This is totally wrong for a number of reasons, above all because of its equation of the composition of the state legislature with popular opinion in the state. (Unless by "local state views" you mean the views of the state legislators rather than of the people of the state. In which case, what you are stating would in the first place be a tautology and in the second place is exactly what the Seventeenth Amendment was directed against--Senators putting state legislators' views ahead of the views of the people.)
First of all, it wasn't until the 1960's that the Supreme Court imposed the one-person-one-vote requirement on elections to state legislatures. Until then, rural areas were strongly overrepresented in the state legislatures, big cities were often underrepresented--and when big cities did start to lose population after World War II, they were sometimes
overrepresented but the fast-growing suburbs very underrepresented.
An extreme example: in the California State Senate until 1976 Los Angeles County (1950 population 6,000,000) had the same number of state senators (one) as Alpine County--1960 population 397.
https://en.wikipedia.org/wiki/California_State_Senate
(This was justified by analogies to the US Senate. I don't think the analogy stands, because counties are entirely creatures of the state governments, but even if you want to argue that the system was justified, it would be absurd to claim that it represented the opinion of the people of California.)
Second, even after one-person-one-vote, state legislatures are often unrepresentative of public opinion in the state because of political gerrymandering--a practice with which the US Supreme Court has now said it will not interfere.
Third, even with districts of equal population and no intentional partisan gerrymandering, state legislatures can be unrepresentative of the view of the people of the states because of "clustering"--the supporters of one party are disproportionately concentrated in a relatively few districts, where the party wins overwhelmingly, while losing in the majority of districts.
Anyway, in 2018 "Majorities of voters in at least three battleground states - Pennsylvania, Michigan and North Carolina - chose a Democrat to represent them in the state's House of Representatives. Yet in all three states, Republicans maintained majority control over the chamber despite winning only a minority of votes."

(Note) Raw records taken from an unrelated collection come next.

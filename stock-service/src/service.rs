//! Stock Service
//!
//! Answers availability checks for the order service, deducts inventory for
//! paid orders, and manages the catalog mirrored at the payment processor.

use async_trait::async_trait;
use std::collections::HashMap;
use std::sync::Arc;

use shared::error::{AppError, AppResult, ErrorCode};
use shared::models::{
    CheckStockResponse, CreateItemRequest, Item, ItemWithQuantity, Order, StockItem,
    UpdateItemRequest,
};

use crate::gateway::OrderGateway;
use crate::processor::{NewProduct, ProductUpdate, StockProcessor};
use crate::store::{ItemPatch, StockStore};

#[async_trait]
pub trait StockService: Send + Sync {
    /// All-or-nothing availability check
    async fn check_if_items_in_stock(
        &self,
        items: &[ItemWithQuantity],
    ) -> AppResult<CheckStockResponse>;

    async fn get_items(&self) -> AppResult<Vec<StockItem>>;

    async fn get_item(&self, id: &str) -> AppResult<StockItem>;

    /// Returns the new item id
    async fn create_item(&self, request: CreateItemRequest) -> AppResult<String>;

    async fn update_item(&self, id: &str, request: UpdateItemRequest) -> AppResult<StockItem>;

    /// Absolute set of the available count
    async fn update_stock(&self, id: &str, quantity: i64) -> AppResult<StockItem>;

    async fn delete_item(&self, id: &str) -> AppResult<()>;

    async fn deduct_stock(&self, id: &str, quantity: i64) -> AppResult<StockItem>;

    /// Lines of a paid order, fetched from the order service
    async fn get_order_items(&self, order: &Order) -> AppResult<Vec<Item>>;
}

pub struct StockServiceImpl {
    store: Arc<dyn StockStore>,
    processor: Arc<dyn StockProcessor>,
    orders: Arc<dyn OrderGateway>,
}

impl StockServiceImpl {
    pub fn new(
        store: Arc<dyn StockStore>,
        processor: Arc<dyn StockProcessor>,
        orders: Arc<dyn OrderGateway>,
    ) -> Self {
        Self {
            store,
            processor,
            orders,
        }
    }
}

#[async_trait]
impl StockService for StockServiceImpl {
    async fn check_if_items_in_stock(
        &self,
        items: &[ItemWithQuantity],
    ) -> AppResult<CheckStockResponse> {
        if let Some(line) = items.iter().find(|line| line.quantity <= 0) {
            return Err(AppError::new(ErrorCode::InvalidStockQuantity)
                .with_detail("item_id", line.id.clone())
                .with_detail("quantity", line.quantity));
        }
        let ids: Vec<String> = items.iter().map(|i| i.id.clone()).collect();
        let stored = self.store.get_many(&ids).await?;
        if stored.is_empty() {
            return Ok(CheckStockResponse {
                in_stock: false,
                items: Vec::new(),
            });
        }

        let by_id: HashMap<&str, &StockItem> =
            stored.iter().map(|item| (item.id.as_str(), item)).collect();

        let mut available = Vec::with_capacity(items.len());
        for line in items {
            // Unknown or deactivated items count as zero stock
            let Some(item) = by_id
                .get(line.id.as_str())
                .filter(|item| item.quantity >= i64::from(line.quantity))
            else {
                return Ok(CheckStockResponse {
                    in_stock: false,
                    items: Vec::new(),
                });
            };
            available.push(Item {
                id: item.id.clone(),
                name: item.name.clone(),
                quantity: line.quantity,
                price_id: item.price_id.clone(),
            });
        }

        Ok(CheckStockResponse {
            in_stock: true,
            items: available,
        })
    }

    async fn get_items(&self) -> AppResult<Vec<StockItem>> {
        let items = self.store.list().await?;
        if items.is_empty() {
            return Err(AppError::new(ErrorCode::CatalogEmpty));
        }
        Ok(items)
    }

    async fn get_item(&self, id: &str) -> AppResult<StockItem> {
        self.store.get(id).await
    }

    async fn create_item(&self, request: CreateItemRequest) -> AppResult<String> {
        if request.quantity <= 0 {
            return Err(AppError::new(ErrorCode::InvalidStockQuantity));
        }
        if request.name.is_empty() {
            return Err(AppError::with_message(
                ErrorCode::RequiredField,
                "name is required",
            ));
        }

        let refs = self
            .processor
            .create_product(&NewProduct {
                name: request.name.clone(),
                description: request.description.clone(),
                price: request.price,
                currency: request.currency.clone(),
                metadata: request.metadata.clone(),
            })
            .await?;

        let item = self
            .store
            .create(&refs.product_id, &refs.price_id, &request)
            .await?;
        Ok(item.id)
    }

    async fn update_item(&self, id: &str, request: UpdateItemRequest) -> AppResult<StockItem> {
        let current = self.store.get(id).await?;
        let price_changed = request.price.is_some_and(|p| p > 0.0 && p != current.price);

        let update = ProductUpdate {
            name: request.name.clone(),
            description: request.description.clone(),
            metadata: request.metadata.clone(),
            price: request.price.filter(|_| price_changed),
            currency: Some(
                request
                    .currency
                    .clone()
                    .unwrap_or_else(|| current.currency.clone()),
            ),
        };
        let new_price_id = self
            .processor
            .update_product(&current.product_id, &current.price_id, &update)
            .await?;

        self.store
            .update_item(
                id,
                ItemPatch {
                    name: request.name,
                    description: request.description,
                    price: request.price.filter(|p| *p > 0.0),
                    currency: request.currency,
                    price_id: new_price_id,
                    metadata: request.metadata,
                },
            )
            .await
    }

    async fn update_stock(&self, id: &str, quantity: i64) -> AppResult<StockItem> {
        self.store.update_stock(id, quantity).await
    }

    async fn delete_item(&self, id: &str) -> AppResult<()> {
        let current = self.store.get(id).await?;
        self.processor
            .deactivate_product(&current.product_id)
            .await?;
        self.store.deactivate(id).await
    }

    async fn deduct_stock(&self, id: &str, quantity: i64) -> AppResult<StockItem> {
        self.store.deduct_stock(id, quantity).await
    }

    async fn get_order_items(&self, order: &Order) -> AppResult<Vec<Item>> {
        self.orders
            .get_order_items(&order.id, &order.customer_id)
            .await
    }
}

https://www.washingtonpost.com/business/2018/11/13/least-three-states-republicans-lost-popular-vote-won-house/ I doubt very much that US Senators selected by such legislatures would be more representative of the views of the people of the state in 2018 than senators chosen by popular election....
BTW, as others have noted, popular election would come about--and in the majority of states already had come about--without the Seventeenth Amendment.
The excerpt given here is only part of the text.